----- Material provided

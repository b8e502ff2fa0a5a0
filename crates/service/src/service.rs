//! The consistency core: safe read-modify-write cycles on book records.

use std::sync::Arc;
use std::time::Duration;

use chrono::Utc;
use serde::Serialize;
use tracing::{instrument, warn};

use circulation_breaker::{BreakerError, CircuitBreaker};
use circulation_cache::Cache;
use circulation_core::{Book, BookId, BookPatch, DomainError, NewBook};
use circulation_events::{BookCreated, BookDeleted, BookUpdated, ChangeEvent};
use circulation_infra::{BookPage, BookStore, ListQuery, StoreError};
use circulation_lock::{Lease, LockError, LockManager};
use circulation_observability::Metrics;

use crate::config::Config;
use crate::error::ServiceError;
use crate::keys;
use crate::propagator::EventPropagator;

/// Orchestrates store, cache, lock manager, and event propagation for one
/// service process.
///
/// All clients are injected and constructed at startup; the service holds
/// no ambient state beyond its breakers and counters. Every operation is
/// safe to call from any number of concurrent tasks.
pub struct BookService {
    store: Arc<dyn BookStore>,
    cache: Arc<dyn Cache>,
    locks: Arc<LockManager>,
    propagator: EventPropagator,
    metrics: Arc<Metrics>,
    store_breaker: CircuitBreaker,
    cache_breaker: CircuitBreaker,
    lock_breaker: CircuitBreaker,
    config: Config,
}

impl BookService {
    pub fn new(
        store: Arc<dyn BookStore>,
        cache: Arc<dyn Cache>,
        locks: Arc<LockManager>,
        propagator: EventPropagator,
        metrics: Arc<Metrics>,
        config: Config,
    ) -> Self {
        let breaker = |name: &str| {
            let listener_metrics = metrics.clone();
            CircuitBreaker::new(name, config.breaker.clone())
                .with_listener(move |_, _| listener_metrics.record_breaker_transition())
        };

        // The lock manager's bounded retry loop runs inside one breaker
        // call, so its timeout must cover the whole retry budget.
        let mut lock_breaker_config = config.breaker.clone();
        lock_breaker_config.call_timeout = config.breaker.call_timeout
            + (config.lock.retry_delay + config.lock.retry_jitter) * (config.lock.retry_count + 1);
        let lock_listener = metrics.clone();
        let lock_breaker = CircuitBreaker::new("lock", lock_breaker_config)
            .with_listener(move |_, _| lock_listener.record_breaker_transition());

        Self {
            store,
            cache,
            locks,
            propagator,
            store_breaker: breaker("store"),
            cache_breaker: breaker("cache"),
            lock_breaker,
            metrics,
            config,
        }
    }

    /// Create a book record.
    #[instrument(skip_all, fields(isbn = %new.isbn), err)]
    pub async fn create_book(&self, new: NewBook) -> Result<Book, ServiceError> {
        let book = Book::create(BookId::new(), new, Utc::now())?;

        let existing = self
            .store_breaker
            .call(self.store.find_by_isbn(&book.isbn))
            .await
            .map_err(ServiceError::from)?;
        if existing.is_some() {
            return Err(ServiceError::Conflict(format!(
                "isbn already exists: {}",
                book.isbn
            )));
        }

        self.store_breaker
            .call(self.store.insert(&book))
            .await
            .map_err(ServiceError::from)?;

        // Only listings can name a book that did not exist before.
        self.invalidate_listings().await;
        self.propagator
            .publish(ChangeEvent::Created(BookCreated {
                book_id: book.id,
                title: book.title.clone(),
                author: book.author.clone(),
                occurred_at: book.created_at,
            }))
            .await;
        Ok(book)
    }

    /// Fetch one record, cache-first.
    pub async fn get_book(&self, id: BookId) -> Result<Book, ServiceError> {
        let key = keys::detail(id);
        if let Some(raw) = self.cache_read(&key, "book_detail").await {
            match serde_json::from_str::<Book>(&raw) {
                Ok(book) => return Ok(book),
                Err(err) => {
                    warn!(key = %key, error = %err, "discarding undecodable cache entry");
                }
            }
        }

        let book = self
            .store_breaker
            .call(self.store.get(id))
            .await
            .map_err(ServiceError::from)?
            .ok_or(ServiceError::NotFound)?;

        self.cache_write(&key, &book, self.config.cache_ttl.detail)
            .await;
        Ok(book)
    }

    /// Filtered, paginated listing, cache-first.
    pub async fn list_books(&self, query: &ListQuery) -> Result<BookPage, ServiceError> {
        let key = keys::list(query);
        if let Some(raw) = self.cache_read(&key, "books_list").await {
            match serde_json::from_str::<BookPage>(&raw) {
                Ok(page) => return Ok(page),
                Err(err) => {
                    warn!(key = %key, error = %err, "discarding undecodable cache entry");
                }
            }
        }

        let page = self
            .store_breaker
            .call(self.store.list(query))
            .await
            .map_err(ServiceError::from)?;

        self.cache_write(&key, &page, self.config.cache_ttl.list)
            .await;
        Ok(page)
    }

    /// Apply a copy-count delta under the record's lock.
    ///
    /// `operator_override` lets operators adjust counts on a record in
    /// Maintenance; ordinary borrow/return traffic leaves it unset.
    #[instrument(skip_all, fields(book_id = %id, delta), err)]
    pub async fn apply_copy_change(
        &self,
        id: BookId,
        delta: i64,
        operator_override: bool,
    ) -> Result<Book, ServiceError> {
        self.mutate_locked(
            id,
            move |book| book.with_copy_delta(delta, operator_override, Utc::now()),
            updated_event,
        )
        .await
    }

    /// Borrow one copy.
    pub async fn borrow_copy(&self, id: BookId) -> Result<Book, ServiceError> {
        self.apply_copy_change(id, -1, false).await
    }

    /// Return one copy.
    pub async fn return_copy(&self, id: BookId) -> Result<Book, ServiceError> {
        self.apply_copy_change(id, 1, false).await
    }

    /// Patch metadata/capacity under the record's lock.
    #[instrument(skip_all, fields(book_id = %id), err)]
    pub async fn update_book(&self, id: BookId, patch: BookPatch) -> Result<Book, ServiceError> {
        self.mutate_locked(
            id,
            move |book| book.with_patch(&patch, Utc::now()),
            updated_event,
        )
        .await
    }

    /// Soft-delete under the record's lock.
    #[instrument(skip_all, fields(book_id = %id), err)]
    pub async fn delete_book(&self, id: BookId) -> Result<(), ServiceError> {
        self.mutate_locked(
            id,
            |book| Ok(book.with_deleted(Utc::now())),
            |old, new| {
                ChangeEvent::Deleted(BookDeleted {
                    book_id: new.id,
                    title: old.title.clone(),
                    occurred_at: new.updated_at,
                })
            },
        )
        .await?;
        Ok(())
    }

    /// The locked read-modify-write cycle shared by every mutation.
    ///
    /// The lease is released on the single exit path below, so no outcome
    /// (including a blown deadline) leaks a held lock past its lease.
    async fn mutate_locked<T, B>(
        &self,
        id: BookId,
        transition: T,
        build_event: B,
    ) -> Result<Book, ServiceError>
    where
        T: Fn(&Book) -> Result<Book, DomainError>,
        B: Fn(&Book, &Book) -> ChangeEvent,
    {
        let lease = self.acquire_lock(id).await?;

        let result = tokio::time::timeout(
            self.config.operation_deadline,
            self.mutate_under_lease(id, &transition, &build_event),
        )
        .await;

        self.locks.release(&lease).await;

        match result {
            Ok(outcome) => outcome,
            Err(_) => Err(ServiceError::Unavailable(
                "operation deadline exceeded".to_string(),
            )),
        }
    }

    async fn mutate_under_lease<T, B>(
        &self,
        id: BookId,
        transition: &T,
        build_event: &B,
    ) -> Result<Book, ServiceError>
    where
        T: Fn(&Book) -> Result<Book, DomainError>,
        B: Fn(&Book, &Book) -> ChangeEvent,
    {
        let (mut current, mut from_cache) = self.read_for_update(id, true).await?;

        loop {
            let next = transition(&current).map_err(ServiceError::from)?;

            match self
                .store_breaker
                .call(self.store.update(&next, current.version))
                .await
            {
                Ok(()) => {
                    // Invalidation strictly after the commit, never before.
                    self.invalidate_record(id).await;
                    self.propagator.publish(build_event(&current, &next)).await;
                    return Ok(next);
                }
                Err(BreakerError::Inner(StoreError::VersionConflict(msg))) if from_cache => {
                    // The cached read was stale (a prior invalidation was
                    // absorbed while the cache was degraded). Re-read from
                    // the store and retry once.
                    warn!(book_id = %id, %msg, "stale cached read; retrying from store");
                    self.cache_delete(&keys::detail(id)).await;
                    let (fresh, _) = self.read_for_update(id, false).await?;
                    current = fresh;
                    from_cache = false;
                }
                Err(err) => return Err(err.into()),
            }
        }
    }

    /// Current state for a mutation: cache when allowed, store otherwise.
    async fn read_for_update(
        &self,
        id: BookId,
        allow_cache: bool,
    ) -> Result<(Book, bool), ServiceError> {
        if allow_cache {
            if let Some(raw) = self.cache_read(&keys::detail(id), "book_detail").await {
                match serde_json::from_str::<Book>(&raw) {
                    Ok(book) => return Ok((book, true)),
                    Err(err) => {
                        warn!(book_id = %id, error = %err, "discarding undecodable cache entry");
                    }
                }
            }
        }

        let book = self
            .store_breaker
            .call(self.store.get(id))
            .await
            .map_err(ServiceError::from)?
            .ok_or(ServiceError::NotFound)?;
        Ok((book, false))
    }

    async fn acquire_lock(&self, id: BookId) -> Result<Lease, ServiceError> {
        let key = keys::lock(id);
        match self.lock_breaker.call(self.locks.acquire(&key)).await {
            Ok(lease) => Ok(lease),
            Err(BreakerError::Inner(LockError::Contention(key))) => {
                self.metrics.record_lock_contention();
                Err(ServiceError::Conflict(format!("record is locked: {}", key)))
            }
            Err(err) => Err(err.into()),
        }
    }

    async fn cache_read(&self, key: &str, kind: &str) -> Option<String> {
        match self.cache_breaker.call(self.cache.get(key)).await {
            Ok(Some(value)) => {
                self.metrics.record_cache_hit(kind);
                Some(value)
            }
            Ok(None) => {
                self.metrics.record_cache_miss(kind);
                None
            }
            Err(err) => {
                warn!(key, error = %err, "cache read degraded; serving from store");
                self.metrics.record_cache_miss(kind);
                None
            }
        }
    }

    async fn cache_write<V: Serialize>(&self, key: &str, value: &V, ttl: Duration) {
        let raw = match serde_json::to_string(value) {
            Ok(raw) => raw,
            Err(err) => {
                warn!(key, error = %err, "cache serialization failed; skipping");
                return;
            }
        };
        if let Err(err) = self.cache_breaker.call(self.cache.set(key, &raw, ttl)).await {
            warn!(key, error = %err, "cache write degraded; continuing");
        }
    }

    async fn cache_delete(&self, key: &str) {
        if let Err(err) = self.cache_breaker.call(self.cache.delete(key)).await {
            warn!(key, error = %err, "cache invalidation degraded; TTL will bound staleness");
        }
    }

    async fn invalidate_listings(&self) {
        if let Err(err) = self
            .cache_breaker
            .call(self.cache.delete_prefix(keys::LIST_PREFIX))
            .await
        {
            warn!(error = %err, "listing invalidation degraded; TTL will bound staleness");
        }
    }

    async fn invalidate_record(&self, id: BookId) {
        self.cache_delete(&keys::detail(id)).await;
        self.invalidate_listings().await;
    }
}

fn updated_event(old: &Book, new: &Book) -> ChangeEvent {
    ChangeEvent::Updated(BookUpdated {
        book_id: new.id,
        changed_fields: old
            .changed_fields(new)
            .into_iter()
            .map(String::from)
            .collect(),
        available_copies: new.available_copies,
        status: new.status,
        version: new.version,
        occurred_at: new.updated_at,
    })
}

----------

▸ Task to complete:
Search the material above for the word "Inner", then copy out each line that has it.

▸ Task solution:
                Err(BreakerError::Inner(StoreError::VersionConflict(msg))) if from_cache => {
            Err(BreakerError::Inner(LockError::Contention(key))) => {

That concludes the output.